When a line of the records contains "defaults", copy it.

╭─ EXCERPTED RECORDS

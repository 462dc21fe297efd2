use std::collections::HashSet;
use std::path::{Path, PathBuf};

use anyhow::{Context, Result};
use dirs::data_dir;
use serde::{Deserialize, Serialize};

/// Main configuration structure for statscard
///
/// Values come from an optional YAML file with environment variables layered
/// on top. The environment names (`ACCESS_TOKEN`, `GITHUB_ACTOR`, `EXCLUDED`,
/// `EXCLUDED_LANGS`, `EXCLUDE_FORKED_REPOS`) match the workflow contract, so
/// a CI run needs no config file at all.
#[derive(Debug, Deserialize, Serialize, Clone)]
pub struct Config {
    /// GitHub account settings
    #[serde(default)]
    pub github: GitHubConfig,

    /// Repository and language exclusion settings
    #[serde(default)]
    pub exclusions: ExclusionConfig,

    /// Network fetch behavior
    #[serde(default)]
    pub fetch: FetchConfig,

    /// Response cache settings
    #[serde(default)]
    pub cache: CacheConfig,

    /// Artifact output settings
    #[serde(default)]
    pub output: OutputConfig,
}

/// GitHub account configuration
#[derive(Debug, Deserialize, Serialize, Clone)]
pub struct GitHubConfig {
    /// Username whose statistics are collected (env: GITHUB_ACTOR)
    pub username: Option<String>,

    /// API base URL; overridable for testing against a mock server
    #[serde(default = "default_api_base")]
    pub api_base: String,
}

/// Exclusion filters applied during aggregation
#[derive(Debug, Deserialize, Serialize, Clone, Default)]
pub struct ExclusionConfig {
    /// Repository identifiers (owner/name) to skip; `*` globs allowed
    /// (env: EXCLUDED, comma-separated)
    #[serde(default)]
    pub repos: Vec<String>,

    /// Language names to skip, case-insensitive
    /// (env: EXCLUDED_LANGS, comma-separated)
    #[serde(default)]
    pub languages: Vec<String>,

    /// Skip forked repositories entirely (env: EXCLUDE_FORKED_REPOS)
    #[serde(default)]
    pub exclude_forks: bool,
}

/// Network fetch configuration
#[derive(Debug, Deserialize, Serialize, Clone)]
pub struct FetchConfig {
    /// Maximum concurrent per-repository API requests
    #[serde(default = "default_max_concurrent")]
    pub max_concurrent: usize,

    /// Bounded retry policy for rate-limit and transport failures
    #[serde(default)]
    pub retry: RetryConfig,

    /// Attempts to poll a statistics endpoint that answers 202 Accepted
    /// while GitHub computes the result, one second apart
    #[serde(default = "default_pending_attempts")]
    pub pending_stats_attempts: u32,

    /// Overall run timeout in seconds, bounding CI execution cost
    #[serde(default = "default_run_timeout")]
    pub run_timeout_secs: u64,
}

/// Bounded retry policy with exponential backoff
#[derive(Debug, Deserialize, Serialize, Clone)]
pub struct RetryConfig {
    /// Maximum attempts before a retryable error becomes fatal
    #[serde(default = "default_retry_attempts")]
    pub max_attempts: u32,

    /// Delay before the first retry; doubled on each subsequent attempt
    #[serde(default = "default_retry_delay")]
    pub initial_delay_ms: u64,
}

/// Response cache configuration
#[derive(Debug, Deserialize, Serialize, Clone)]
pub struct CacheConfig {
    /// Enable the repository statistics cache
    #[serde(default = "default_true")]
    pub enabled: bool,

    /// Cache database location (defaults to XDG data dir)
    pub path: Option<String>,

    /// Entries older than this are refetched
    #[serde(default = "default_cache_age")]
    pub max_age_hours: i64,
}

/// Artifact output configuration
#[derive(Debug, Deserialize, Serialize, Clone)]
pub struct OutputConfig {
    /// Directory where overview.svg and languages.svg are written
    #[serde(default = "default_output_dir")]
    pub dir: String,

    /// Directory containing the SVG templates
    #[serde(default = "default_templates_dir")]
    pub templates_dir: String,
}

// Default value functions
fn default_api_base() -> String {
    "https://api.github.com".to_string()
}
fn default_max_concurrent() -> usize {
    10
}
fn default_pending_attempts() -> u32 {
    10
}
fn default_run_timeout() -> u64 {
    600
}
fn default_retry_attempts() -> u32 {
    3
}
fn default_retry_delay() -> u64 {
    1000
}
fn default_true() -> bool {
    true
}
fn default_cache_age() -> i64 {
    6
}
fn default_output_dir() -> String {
    "generated".to_string()
}
fn default_templates_dir() -> String {
    "templates".to_string()
}

impl Default for GitHubConfig {
    fn default() -> Self {
        Self {
            username: None,
            api_base: default_api_base(),
        }
    }
}

impl Default for FetchConfig {
    fn default() -> Self {
        Self {
            max_concurrent: default_max_concurrent(),
            retry: RetryConfig::default(),
            pending_stats_attempts: default_pending_attempts(),
            run_timeout_secs: default_run_timeout(),
        }
    }
}

impl Default for RetryConfig {
    fn default() -> Self {
        Self {
            max_attempts: default_retry_attempts(),
            initial_delay_ms: default_retry_delay(),
        }
    }
}

impl Default for CacheConfig {
    fn default() -> Self {
        Self {
            enabled: default_true(),
            path: None,
            max_age_hours: default_cache_age(),
        }
    }
}

impl Default for OutputConfig {
    fn default() -> Self {
        Self {
            dir: default_output_dir(),
            templates_dir: default_templates_dir(),
        }
    }
}

impl Default for Config {
    fn default() -> Self {
        Self {
            github: GitHubConfig::default(),
            exclusions: ExclusionConfig::default(),
            fetch: FetchConfig::default(),
            cache: CacheConfig::default(),
            output: OutputConfig::default(),
        }
    }
}

impl Config {
    /// Load configuration, preferring the given file when present, then
    /// apply environment overrides
    pub fn load_or_default(path: Option<&Path>) -> Result<Self> {
        let mut config = match path {
            Some(path) => Self::load(path)?,
            None => Self::default(),
        };

        config.apply_env_overrides();
        config.expand_paths()?;
        Ok(config)
    }

    /// Load configuration from a specific file
    pub fn load(path: &Path) -> Result<Self> {
        let content = std::fs::read_to_string(path)
            .with_context(|| format!("Failed to read config file: {:?}", path))?;

        let config: Config = serde_yaml::from_str(&content)
            .with_context(|| format!("Failed to parse config file: {:?}", path))?;

        Ok(config)
    }

    /// Layer workflow environment variables over file-sourced values
    ///
    /// Environment always wins so that a CI secret or workflow input cannot
    /// be shadowed by a stale config file.
    pub fn apply_env_overrides(&mut self) {
        if let Ok(actor) = std::env::var("GITHUB_ACTOR") {
            if !actor.trim().is_empty() {
                self.github.username = Some(actor.trim().to_string());
            }
        }

        if let Ok(excluded) = std::env::var("EXCLUDED") {
            self.exclusions.repos = split_list(&excluded);
        }

        if let Ok(langs) = std::env::var("EXCLUDED_LANGS") {
            self.exclusions.languages = split_list(&langs);
        }

        if let Ok(flag) = std::env::var("EXCLUDE_FORKED_REPOS") {
            self.exclusions.exclude_forks = flag.trim().to_lowercase() != "false";
        }
    }

    /// Expand environment variables in configured paths
    pub fn expand_paths(&mut self) -> Result<()> {
        self.output.dir = shellexpand::full(&self.output.dir)
            .context("Failed to expand output directory path")?
            .into_owned();

        self.output.templates_dir = shellexpand::full(&self.output.templates_dir)
            .context("Failed to expand templates directory path")?
            .into_owned();

        if let Some(path) = &self.cache.path {
            self.cache.path = Some(
                shellexpand::full(path)
                    .context("Failed to expand cache path")?
                    .into_owned(),
            );
        }

        Ok(())
    }

    /// Resolve the API credential from the environment
    ///
    /// `ACCESS_TOKEN` is the workflow contract; `GITHUB_TOKEN` is the name
    /// GitHub Actions provides automatically.
    pub fn resolve_token() -> Result<String> {
        let token = std::env::var("ACCESS_TOKEN")
            .or_else(|_| std::env::var("GITHUB_TOKEN"))
            .context("ACCESS_TOKEN or GITHUB_TOKEN environment variable is required")?;

        if token.trim().is_empty() {
            anyhow::bail!("ACCESS_TOKEN is empty");
        }

        Ok(token.trim().to_string())
    }

    /// Username whose statistics are collected
    pub fn username(&self) -> Result<&str> {
        self.github
            .username
            .as_deref()
            .context("GitHub username not configured (set GITHUB_ACTOR or github.username)")
    }

    /// Resolve the cache database path (XDG compliant default)
    pub fn cache_path(&self) -> PathBuf {
        if let Some(path) = &self.cache.path {
            return PathBuf::from(path);
        }

        let base = data_dir().unwrap_or_else(|| PathBuf::from("/tmp"));
        base.join("statscard").join("cache.db")
    }

    /// Excluded language names, lowercased for case-insensitive matching
    pub fn excluded_languages(&self) -> HashSet<String> {
        self.exclusions
            .languages
            .iter()
            .map(|l| l.to_lowercase())
            .collect()
    }
}

/// Split a comma-separated environment value into trimmed entries
fn split_list(raw: &str) -> Vec<String> {
    raw.split(',')
        .map(|s| s.trim().to_string())
        .filter(|s| !s.is_empty())
        .collect()
}

#[cfg(test)]
mod tests {
    use std::env;

    use serial_test::serial;
    use tempfile::TempDir;

    use super::*;

    fn clear_workflow_env() {
        for var in [
            "GITHUB_ACTOR",
            "EXCLUDED",
            "EXCLUDED_LANGS",
            "EXCLUDE_FORKED_REPOS",
        ] {
            env::remove_var(var);
        }
    }

    #[test]
    fn test_config_default_values() {
        let config = Config::default();

        assert_eq!(config.github.api_base, "https://api.github.com");
        assert!(config.exclusions.repos.is_empty());
        assert!(!config.exclusions.exclude_forks);
        assert_eq!(config.fetch.max_concurrent, 10);
        assert_eq!(config.fetch.retry.max_attempts, 3);
        assert_eq!(config.fetch.retry.initial_delay_ms, 1000);
        assert_eq!(config.fetch.pending_stats_attempts, 10);
        assert_eq!(config.fetch.run_timeout_secs, 600);
        assert!(config.cache.enabled);
        assert_eq!(config.cache.max_age_hours, 6);
        assert_eq!(config.output.dir, "generated");
        assert_eq!(config.output.templates_dir, "templates");
    }

    #[test]
    #[serial]
    fn test_env_overrides() {
        clear_workflow_env();
        env::set_var("GITHUB_ACTOR", "octocat");
        env::set_var("EXCLUDED", "octocat/dotfiles, octocat/secret-*");
        env::set_var("EXCLUDED_LANGS", "HTML, Jupyter Notebook");
        env::set_var("EXCLUDE_FORKED_REPOS", "true");

        let mut config = Config::default();
        config.apply_env_overrides();

        assert_eq!(config.github.username.as_deref(), Some("octocat"));
        assert_eq!(
            config.exclusions.repos,
            vec!["octocat/dotfiles", "octocat/secret-*"]
        );
        assert_eq!(config.exclusions.languages, vec!["HTML", "Jupyter Notebook"]);
        assert!(config.exclusions.exclude_forks);

        clear_workflow_env();
    }

    #[test]
    #[serial]
    fn test_exclude_forks_only_false_disables() {
        clear_workflow_env();

        // The workflow contract treats any value other than "false" as true
        env::set_var("EXCLUDE_FORKED_REPOS", "FALSE");
        let mut config = Config::default();
        config.apply_env_overrides();
        assert!(!config.exclusions.exclude_forks);

        env::set_var("EXCLUDE_FORKED_REPOS", "yes");
        config.apply_env_overrides();
        assert!(config.exclusions.exclude_forks);

        clear_workflow_env();
    }

    #[test]
    #[serial]
    fn test_resolve_token_prefers_access_token() {
        env::set_var("ACCESS_TOKEN", "ghp_primary");
        env::set_var("GITHUB_TOKEN", "ghp_fallback");

        assert_eq!(Config::resolve_token().unwrap(), "ghp_primary");

        env::remove_var("ACCESS_TOKEN");
        assert_eq!(Config::resolve_token().unwrap(), "ghp_fallback");

        env::remove_var("GITHUB_TOKEN");
        assert!(Config::resolve_token().is_err());
    }

    #[test]
    fn test_excluded_languages_lowercased() {
        let mut config = Config::default();
        config.exclusions.languages = vec!["HTML".to_string(), "TeX".to_string()];

        let langs = config.excluded_languages();
        assert!(langs.contains("html"));
        assert!(langs.contains("tex"));
        assert!(!langs.contains("HTML"));
    }

    #[test]
    fn test_split_list_trims_and_drops_empty() {
        assert_eq!(split_list("a, b ,,c"), vec!["a", "b", "c"]);
        assert!(split_list("").is_empty());
    }

    #[test]
    fn test_config_load_nonexistent_file() {
        let result = Config::load(Path::new("/nonexistent/path/config.yml"));
        assert!(result.is_err());
    }

    #[test]
    #[serial]
    fn test_yaml_parsing() {
        clear_workflow_env();

        let yaml_content = r#"
github:
  username: "octocat"
exclusions:
  repos:
    - "octocat/dotfiles"
  languages:
    - "TeX"
  exclude_forks: true
fetch:
  max_concurrent: 4
  retry:
    max_attempts: 5
    initial_delay_ms: 250
cache:
  enabled: false
  max_age_hours: 12
output:
  dir: "out"
"#;

        let temp_dir = TempDir::new().expect("Failed to create temp dir");
        let config_path = temp_dir.path().join("config.yml");
        std::fs::write(&config_path, yaml_content).expect("Failed to write test config");

        let config = Config::load_or_default(Some(&config_path)).expect("Failed to load config");

        assert_eq!(config.github.username.as_deref(), Some("octocat"));
        assert_eq!(config.exclusions.repos, vec!["octocat/dotfiles"]);
        assert!(config.exclusions.exclude_forks);
        assert_eq!(config.fetch.max_concurrent, 4);
        assert_eq!(config.fetch.retry.max_attempts, 5);
        assert_eq!(config.fetch.retry.initial_delay_ms, 250);
        assert!(!config.cache.enabled);
        assert_eq!(config.cache.max_age_hours, 12);
        assert_eq!(config.output.dir, "out");
        // Unspecified sections keep their defaults
        assert_eq!(config.output.templates_dir, "templates");
    }

    #[test]
    #[serial]
    fn test_expand_paths() {
        clear_workflow_env();
        env::set_var("TEST_STATSCARD_OUT", "/test/out");

        let mut config = Config::default();
        config.output.dir = "${TEST_STATSCARD_OUT}/cards".to_string();

        config.expand_paths().expect("Failed to expand paths");
        assert_eq!(config.output.dir, "/test/out/cards");

        env::remove_var("TEST_STATSCARD_OUT");
    }

    #[test]
    fn test_cache_path_override() {
        let mut config = Config::default();
        config.cache.path = Some("/custom/cache.db".to_string());

        assert_eq!(config.cache_path(), PathBuf::from("/custom/cache.db"));
    }
}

╰─

__RESPONSE TO THIS TASK__
    /// Cache database location (defaults to XDG data dir)
        // Unspecified sections keep their defaults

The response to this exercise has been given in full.